The bio-based industry provides major opportunities to convert waste and biomass surplus into environmentally friendly and healthcare products.
Green waste, spent grains from breweries, bakery waste, wool, plant materials, fruit, vegetables and agricultural residues are some of the materials that offer huge potential in recycling innovation.
Across the world moves are being made against plastics as public awareness of their damage rises. A number of companies are launching consumer products made from bio-based ingredients, and significant capital investments in pilot plant expansion are continuing.
Taking a bio-based approach to producing materials, chemical and energy rather than using imported fossil resources creates many opportunities for Europe for a new knowledge and technology-intensive economy, with high-employment potential and reduced environmental impact.
As we look forward to 2019, the bio-based economy can do much more. For example, global production of wool is around 1.1 million tonnes a year, but a large quantity is wasted. The role of sheep farming in a sustainable bio-economy is not recognised very well.
The biggest challenge faced by the industry in ‘doing more’ is that bio-based technology replacement for conventional chemical technologies are currently expensive to operate and potentially affect the development of profitable business models.

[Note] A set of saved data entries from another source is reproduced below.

//! File watcher for continuous rebuilds
//!
//! Registers one notify watcher over every watch-task path, coalesces change
//! bursts with a short debounce, and re-runs the mapped build task when
//! matching files change. The loop runs until SIGINT or SIGTERM.

use crate::error::Result;
use crate::models::WatchConfig;
use notify::{Config, Event, RecommendedWatcher, RecursiveMode, Watcher};
use std::collections::HashSet;
use std::future::Future;
use std::path::{Path, PathBuf};
use std::time::{Duration, Instant};
use tokio::signal::unix::{signal, SignalKind};
use tokio::sync::mpsc;
use tracing::{debug, info, warn};

/// Debounce duration in milliseconds
const DEBOUNCE_MS: u64 = 100;

/// Poll interval for the debounce check
const POLL_MS: u64 = 50;

/// A registered watch: filesystem filter plus the build task it re-triggers
#[derive(Debug, Clone)]
pub struct WatchSpec {
    /// Name of the watch task (for logging)
    pub task_name: String,
    /// Build task re-run when a matching file changes
    pub run: String,
    /// Watched directories, resolved against the project root
    pub paths: Vec<PathBuf>,
    /// File extensions that trigger a rebuild; empty matches everything
    pub extensions: Vec<String>,
}

impl WatchSpec {
    pub fn from_config(task_name: &str, config: &WatchConfig, project_root: &Path) -> Self {
        Self {
            task_name: task_name.to_string(),
            run: config.run.clone(),
            paths: config
                .paths
                .iter()
                .map(|p| project_root.join(p))
                .collect(),
            extensions: config.extensions.clone(),
        }
    }

    /// Whether a changed path falls inside this spec's scope and filter
    fn matches(&self, path: &Path) -> bool {
        if !self.paths.iter().any(|root| path.starts_with(root)) {
            return false;
        }

        if self.extensions.is_empty() {
            return true;
        }

        path.extension()
            .and_then(|e| e.to_str())
            .map(|ext| self.extensions.iter().any(|want| want == ext))
            .unwrap_or(false)
    }
}

/// Pending-change set with debouncing
struct DebounceState {
    pending: HashSet<PathBuf>,
    last_change: Option<Instant>,
}

impl DebounceState {
    fn new() -> Self {
        Self {
            pending: HashSet::new(),
            last_change: None,
        }
    }

    fn add(&mut self, path: PathBuf) {
        self.pending.insert(path);
        self.last_change = Some(Instant::now());
    }

    fn ready(&self) -> bool {
        match self.last_change {
            Some(last) => {
                !self.pending.is_empty() && last.elapsed() >= Duration::from_millis(DEBOUNCE_MS)
            }
            None => false,
        }
    }

    fn take(&mut self) -> Vec<PathBuf> {
        self.last_change = None;
        self.pending.drain().collect()
    }
}

/// Run the watch loop until a shutdown signal arrives.
///
/// `rebuild` is invoked with the names of the build tasks whose watch specs
/// matched at least one changed path; rebuild failures must be handled by
/// the callback so the loop keeps running.
pub async fn watch_loop<F, Fut>(specs: &[WatchSpec], mut rebuild: F) -> Result<()>
where
    F: FnMut(Vec<String>) -> Fut,
    Fut: Future<Output = ()>,
{
    let (tx, mut rx) = mpsc::unbounded_channel();

    let mut watcher = RecommendedWatcher::new(
        move |res: std::result::Result<Event, notify::Error>| {
            if let Ok(event) = res {
                for path in event.paths {
                    let _ = tx.send(path);
                }
            }
        },
        Config::default(),
    )?;

    // Register each watched root once, even when specs overlap
    let mut registered: HashSet<&PathBuf> = HashSet::new();
    for spec in specs {
        for path in &spec.paths {
            if registered.insert(path) {
                watcher.watch(path, RecursiveMode::Recursive)?;
                info!("Watching {} for '{}'", path.display(), spec.task_name);
            }
        }
    }

    let mut sigint = signal(SignalKind::interrupt())?;
    let mut sigterm = signal(SignalKind::terminate())?;

    let mut state = DebounceState::new();

    loop {
        tokio::select! {
            _ = sigint.recv() => {
                info!("Received SIGINT, stopping watch");
                break;
            }
            _ = sigterm.recv() => {
                info!("Received SIGTERM, stopping watch");
                break;
            }
            maybe_path = rx.recv() => {
                match maybe_path {
                    Some(path) => {
                        if specs.iter().any(|spec| spec.matches(&path)) {
                            debug!("Change detected: {}", path.display());
                            state.add(path);
                        }
                    }
                    None => {
                        warn!("Watch channel closed");
                        break;
                    }
                }
            }
            _ = tokio::time::sleep(Duration::from_millis(POLL_MS)) => {}
        }

        if state.ready() {
            let changes = state.take();
            let mut to_run = Vec::new();
            for spec in specs {
                if changes.iter().any(|path| spec.matches(path)) && !to_run.contains(&spec.run) {
                    to_run.push(spec.run.clone());
                }
            }

            if !to_run.is_empty() {
                info!("Rebuilding after {} changed file(s)", changes.len());
                rebuild(to_run).await;
            }
        }
    }

    Ok(())
}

How national and international regulations support and encourage use of bio-based technologies and products are also a key factor, as is the shortage of highly-skilled workers in the sector.
At Teesside University, and through our spin-off company TeeGene Biotech, we are leading the way in research and innovation around bio-based processes. We have already developed ways to extract high-value chemicals from algae, plants and micro-organisms.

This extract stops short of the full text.